===== RECORDS FOR THE EXERCISE =====
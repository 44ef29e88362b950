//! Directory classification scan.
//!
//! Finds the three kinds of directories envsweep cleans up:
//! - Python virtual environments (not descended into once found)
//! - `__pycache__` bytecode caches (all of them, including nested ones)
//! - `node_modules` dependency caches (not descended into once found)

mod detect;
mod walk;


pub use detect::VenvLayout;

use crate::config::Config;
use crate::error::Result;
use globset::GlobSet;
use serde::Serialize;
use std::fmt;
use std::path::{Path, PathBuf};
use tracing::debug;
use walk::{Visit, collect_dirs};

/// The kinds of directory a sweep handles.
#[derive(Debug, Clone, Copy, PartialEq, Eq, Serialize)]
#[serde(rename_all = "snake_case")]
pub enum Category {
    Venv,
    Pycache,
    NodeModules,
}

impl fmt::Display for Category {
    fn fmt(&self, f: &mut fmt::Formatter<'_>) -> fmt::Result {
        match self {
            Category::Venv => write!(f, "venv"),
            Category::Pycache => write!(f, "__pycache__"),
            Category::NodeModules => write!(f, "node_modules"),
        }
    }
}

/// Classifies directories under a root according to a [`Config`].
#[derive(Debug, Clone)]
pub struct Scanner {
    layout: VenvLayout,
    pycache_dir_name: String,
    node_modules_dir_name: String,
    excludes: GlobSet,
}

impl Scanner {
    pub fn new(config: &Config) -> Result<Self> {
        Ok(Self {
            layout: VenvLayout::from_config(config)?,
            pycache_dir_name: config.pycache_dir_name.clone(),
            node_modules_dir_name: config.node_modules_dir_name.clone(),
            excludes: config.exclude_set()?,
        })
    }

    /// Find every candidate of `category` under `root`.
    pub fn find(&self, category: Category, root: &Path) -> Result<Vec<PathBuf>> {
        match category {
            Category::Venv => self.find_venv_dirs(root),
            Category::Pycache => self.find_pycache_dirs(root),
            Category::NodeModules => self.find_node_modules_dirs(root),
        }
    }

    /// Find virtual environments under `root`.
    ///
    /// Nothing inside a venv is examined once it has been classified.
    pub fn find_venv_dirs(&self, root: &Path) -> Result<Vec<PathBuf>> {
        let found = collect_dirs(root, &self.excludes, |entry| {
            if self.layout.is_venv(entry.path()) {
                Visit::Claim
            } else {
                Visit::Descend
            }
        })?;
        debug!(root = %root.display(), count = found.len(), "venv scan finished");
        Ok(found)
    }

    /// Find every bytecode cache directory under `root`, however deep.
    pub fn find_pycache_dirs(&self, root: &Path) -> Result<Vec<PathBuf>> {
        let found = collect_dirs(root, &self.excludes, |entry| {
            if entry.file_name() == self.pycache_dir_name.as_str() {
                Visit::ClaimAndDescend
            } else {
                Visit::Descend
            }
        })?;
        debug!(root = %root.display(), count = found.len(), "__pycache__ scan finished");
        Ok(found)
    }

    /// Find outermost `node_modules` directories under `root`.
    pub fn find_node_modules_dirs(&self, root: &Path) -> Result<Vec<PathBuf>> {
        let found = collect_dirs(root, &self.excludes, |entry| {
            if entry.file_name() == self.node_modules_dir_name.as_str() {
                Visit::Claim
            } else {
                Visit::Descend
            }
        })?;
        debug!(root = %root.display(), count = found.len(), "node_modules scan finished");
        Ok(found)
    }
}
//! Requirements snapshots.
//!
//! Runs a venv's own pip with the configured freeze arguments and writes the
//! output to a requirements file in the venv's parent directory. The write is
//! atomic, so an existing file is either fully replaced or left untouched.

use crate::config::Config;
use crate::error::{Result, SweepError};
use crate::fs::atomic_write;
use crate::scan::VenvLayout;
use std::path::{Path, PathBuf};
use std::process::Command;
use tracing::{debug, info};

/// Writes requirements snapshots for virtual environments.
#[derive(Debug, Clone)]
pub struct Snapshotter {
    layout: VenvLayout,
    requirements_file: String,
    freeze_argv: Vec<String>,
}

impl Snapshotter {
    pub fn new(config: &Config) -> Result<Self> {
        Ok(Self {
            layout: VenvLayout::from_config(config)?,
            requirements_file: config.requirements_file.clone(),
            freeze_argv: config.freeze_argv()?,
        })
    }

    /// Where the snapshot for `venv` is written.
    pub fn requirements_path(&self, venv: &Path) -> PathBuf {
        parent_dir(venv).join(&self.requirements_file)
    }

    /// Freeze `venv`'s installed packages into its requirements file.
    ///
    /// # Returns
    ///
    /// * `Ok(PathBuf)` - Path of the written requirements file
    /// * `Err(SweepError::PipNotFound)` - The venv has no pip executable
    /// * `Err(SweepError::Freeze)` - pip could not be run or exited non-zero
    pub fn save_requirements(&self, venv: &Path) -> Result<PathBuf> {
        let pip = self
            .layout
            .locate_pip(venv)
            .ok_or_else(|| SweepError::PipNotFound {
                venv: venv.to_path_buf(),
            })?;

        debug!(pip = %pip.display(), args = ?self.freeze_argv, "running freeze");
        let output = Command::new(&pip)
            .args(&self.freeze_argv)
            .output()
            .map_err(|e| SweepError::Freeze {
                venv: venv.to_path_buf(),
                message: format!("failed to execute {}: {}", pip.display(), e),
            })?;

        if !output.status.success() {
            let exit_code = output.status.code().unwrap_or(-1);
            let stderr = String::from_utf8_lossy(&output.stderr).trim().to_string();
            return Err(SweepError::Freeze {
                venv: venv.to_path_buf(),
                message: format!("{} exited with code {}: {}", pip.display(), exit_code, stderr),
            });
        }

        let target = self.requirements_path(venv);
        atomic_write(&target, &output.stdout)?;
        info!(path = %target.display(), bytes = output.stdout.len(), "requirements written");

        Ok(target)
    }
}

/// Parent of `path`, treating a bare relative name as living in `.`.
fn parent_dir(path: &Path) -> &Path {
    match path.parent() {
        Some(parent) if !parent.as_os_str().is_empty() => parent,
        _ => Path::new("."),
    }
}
=====
===== RECORDS FOR THE EXERCISE =====
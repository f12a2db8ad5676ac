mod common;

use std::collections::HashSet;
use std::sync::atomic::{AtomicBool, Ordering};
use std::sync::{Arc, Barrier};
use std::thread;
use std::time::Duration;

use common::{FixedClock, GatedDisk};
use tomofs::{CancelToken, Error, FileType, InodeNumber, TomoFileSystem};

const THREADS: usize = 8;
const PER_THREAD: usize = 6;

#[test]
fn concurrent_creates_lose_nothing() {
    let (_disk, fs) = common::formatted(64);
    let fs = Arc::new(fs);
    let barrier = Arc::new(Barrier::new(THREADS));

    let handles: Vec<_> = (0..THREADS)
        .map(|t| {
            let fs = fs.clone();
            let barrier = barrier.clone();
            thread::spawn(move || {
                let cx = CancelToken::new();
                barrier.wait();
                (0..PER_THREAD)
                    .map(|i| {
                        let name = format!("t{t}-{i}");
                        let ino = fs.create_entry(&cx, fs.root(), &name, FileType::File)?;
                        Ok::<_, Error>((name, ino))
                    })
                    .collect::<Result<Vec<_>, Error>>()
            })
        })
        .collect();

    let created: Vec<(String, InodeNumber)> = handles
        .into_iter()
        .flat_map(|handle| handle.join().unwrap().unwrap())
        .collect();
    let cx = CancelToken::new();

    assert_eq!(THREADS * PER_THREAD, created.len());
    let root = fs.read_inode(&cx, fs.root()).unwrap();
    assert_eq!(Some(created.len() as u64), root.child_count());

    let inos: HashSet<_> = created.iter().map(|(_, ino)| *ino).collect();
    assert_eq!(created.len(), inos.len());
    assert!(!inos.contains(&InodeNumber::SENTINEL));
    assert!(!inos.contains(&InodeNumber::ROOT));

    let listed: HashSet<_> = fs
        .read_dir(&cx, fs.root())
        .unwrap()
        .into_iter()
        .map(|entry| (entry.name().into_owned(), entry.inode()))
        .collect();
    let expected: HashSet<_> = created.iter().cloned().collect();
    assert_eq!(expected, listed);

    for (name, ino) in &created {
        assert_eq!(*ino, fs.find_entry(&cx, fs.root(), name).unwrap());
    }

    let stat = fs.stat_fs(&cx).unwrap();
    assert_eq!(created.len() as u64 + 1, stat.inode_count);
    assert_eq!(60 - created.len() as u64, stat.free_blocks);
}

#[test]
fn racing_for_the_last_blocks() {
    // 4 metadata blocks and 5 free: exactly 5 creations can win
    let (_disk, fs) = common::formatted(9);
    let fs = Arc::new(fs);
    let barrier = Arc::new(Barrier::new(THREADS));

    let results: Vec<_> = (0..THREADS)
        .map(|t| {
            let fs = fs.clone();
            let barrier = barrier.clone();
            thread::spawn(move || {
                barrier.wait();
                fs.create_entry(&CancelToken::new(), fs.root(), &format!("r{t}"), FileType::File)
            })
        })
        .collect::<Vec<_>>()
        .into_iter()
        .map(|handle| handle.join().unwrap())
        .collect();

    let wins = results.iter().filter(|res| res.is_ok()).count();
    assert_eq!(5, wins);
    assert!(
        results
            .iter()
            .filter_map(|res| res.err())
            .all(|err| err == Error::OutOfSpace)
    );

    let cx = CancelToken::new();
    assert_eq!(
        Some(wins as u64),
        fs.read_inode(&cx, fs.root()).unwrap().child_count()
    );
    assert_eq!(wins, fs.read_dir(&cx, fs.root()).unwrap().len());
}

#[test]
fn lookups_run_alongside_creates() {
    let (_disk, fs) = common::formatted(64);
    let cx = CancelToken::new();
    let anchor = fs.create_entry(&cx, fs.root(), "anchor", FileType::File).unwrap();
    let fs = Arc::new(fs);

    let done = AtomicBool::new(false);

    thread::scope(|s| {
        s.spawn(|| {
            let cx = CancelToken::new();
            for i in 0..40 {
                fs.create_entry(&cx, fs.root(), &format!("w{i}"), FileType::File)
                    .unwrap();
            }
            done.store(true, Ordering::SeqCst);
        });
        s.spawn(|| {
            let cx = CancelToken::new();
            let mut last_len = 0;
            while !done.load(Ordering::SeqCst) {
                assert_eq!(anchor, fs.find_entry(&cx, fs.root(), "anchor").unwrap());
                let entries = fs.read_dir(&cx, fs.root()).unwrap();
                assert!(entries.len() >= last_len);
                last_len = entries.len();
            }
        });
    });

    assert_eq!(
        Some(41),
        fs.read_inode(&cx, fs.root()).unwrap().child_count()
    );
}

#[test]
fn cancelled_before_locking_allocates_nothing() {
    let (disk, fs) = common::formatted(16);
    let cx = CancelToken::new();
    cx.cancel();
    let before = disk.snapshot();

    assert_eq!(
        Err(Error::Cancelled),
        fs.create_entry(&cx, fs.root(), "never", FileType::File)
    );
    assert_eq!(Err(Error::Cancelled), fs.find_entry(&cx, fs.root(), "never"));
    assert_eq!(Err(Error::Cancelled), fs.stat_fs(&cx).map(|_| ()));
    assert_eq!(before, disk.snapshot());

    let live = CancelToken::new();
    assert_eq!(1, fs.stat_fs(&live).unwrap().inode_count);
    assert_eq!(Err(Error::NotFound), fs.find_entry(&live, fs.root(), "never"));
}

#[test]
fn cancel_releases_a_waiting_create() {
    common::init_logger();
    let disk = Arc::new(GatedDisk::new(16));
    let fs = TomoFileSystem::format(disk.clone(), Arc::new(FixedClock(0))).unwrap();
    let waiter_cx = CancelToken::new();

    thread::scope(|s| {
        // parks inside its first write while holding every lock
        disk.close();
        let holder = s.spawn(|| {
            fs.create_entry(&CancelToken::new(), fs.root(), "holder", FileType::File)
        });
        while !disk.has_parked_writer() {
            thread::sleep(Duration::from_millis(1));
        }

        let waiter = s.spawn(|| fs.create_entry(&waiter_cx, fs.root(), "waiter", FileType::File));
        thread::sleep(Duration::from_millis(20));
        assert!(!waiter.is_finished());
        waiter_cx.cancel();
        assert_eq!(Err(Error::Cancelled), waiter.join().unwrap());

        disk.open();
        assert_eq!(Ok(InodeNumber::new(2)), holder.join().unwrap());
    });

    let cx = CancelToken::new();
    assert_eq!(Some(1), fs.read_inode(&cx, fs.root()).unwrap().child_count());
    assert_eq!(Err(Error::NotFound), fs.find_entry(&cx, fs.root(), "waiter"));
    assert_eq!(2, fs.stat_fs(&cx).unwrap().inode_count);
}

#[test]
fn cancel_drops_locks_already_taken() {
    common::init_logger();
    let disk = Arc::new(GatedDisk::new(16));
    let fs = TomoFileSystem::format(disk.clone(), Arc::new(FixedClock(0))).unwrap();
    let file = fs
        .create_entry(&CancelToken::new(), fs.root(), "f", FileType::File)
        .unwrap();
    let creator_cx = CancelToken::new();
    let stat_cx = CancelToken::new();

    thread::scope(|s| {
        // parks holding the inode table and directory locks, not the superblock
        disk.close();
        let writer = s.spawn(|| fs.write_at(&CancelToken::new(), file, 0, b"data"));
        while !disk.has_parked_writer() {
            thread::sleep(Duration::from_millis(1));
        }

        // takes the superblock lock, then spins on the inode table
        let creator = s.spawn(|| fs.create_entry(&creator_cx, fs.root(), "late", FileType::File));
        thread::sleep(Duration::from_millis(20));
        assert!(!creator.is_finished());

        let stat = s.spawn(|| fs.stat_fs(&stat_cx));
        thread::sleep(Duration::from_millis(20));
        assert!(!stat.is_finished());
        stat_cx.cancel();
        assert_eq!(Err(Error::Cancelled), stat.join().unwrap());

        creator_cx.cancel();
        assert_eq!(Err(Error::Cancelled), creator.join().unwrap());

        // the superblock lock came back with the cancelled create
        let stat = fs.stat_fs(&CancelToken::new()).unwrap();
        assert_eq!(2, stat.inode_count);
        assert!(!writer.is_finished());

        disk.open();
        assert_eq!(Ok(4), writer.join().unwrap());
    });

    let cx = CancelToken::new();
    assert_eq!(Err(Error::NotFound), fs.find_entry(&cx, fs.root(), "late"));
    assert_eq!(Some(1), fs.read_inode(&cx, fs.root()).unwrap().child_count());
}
=====
Say how many lines of the data above have the string "Ordering" in them, and write nothing besides that number.

### SOLUTION FOR THIS TASK:
3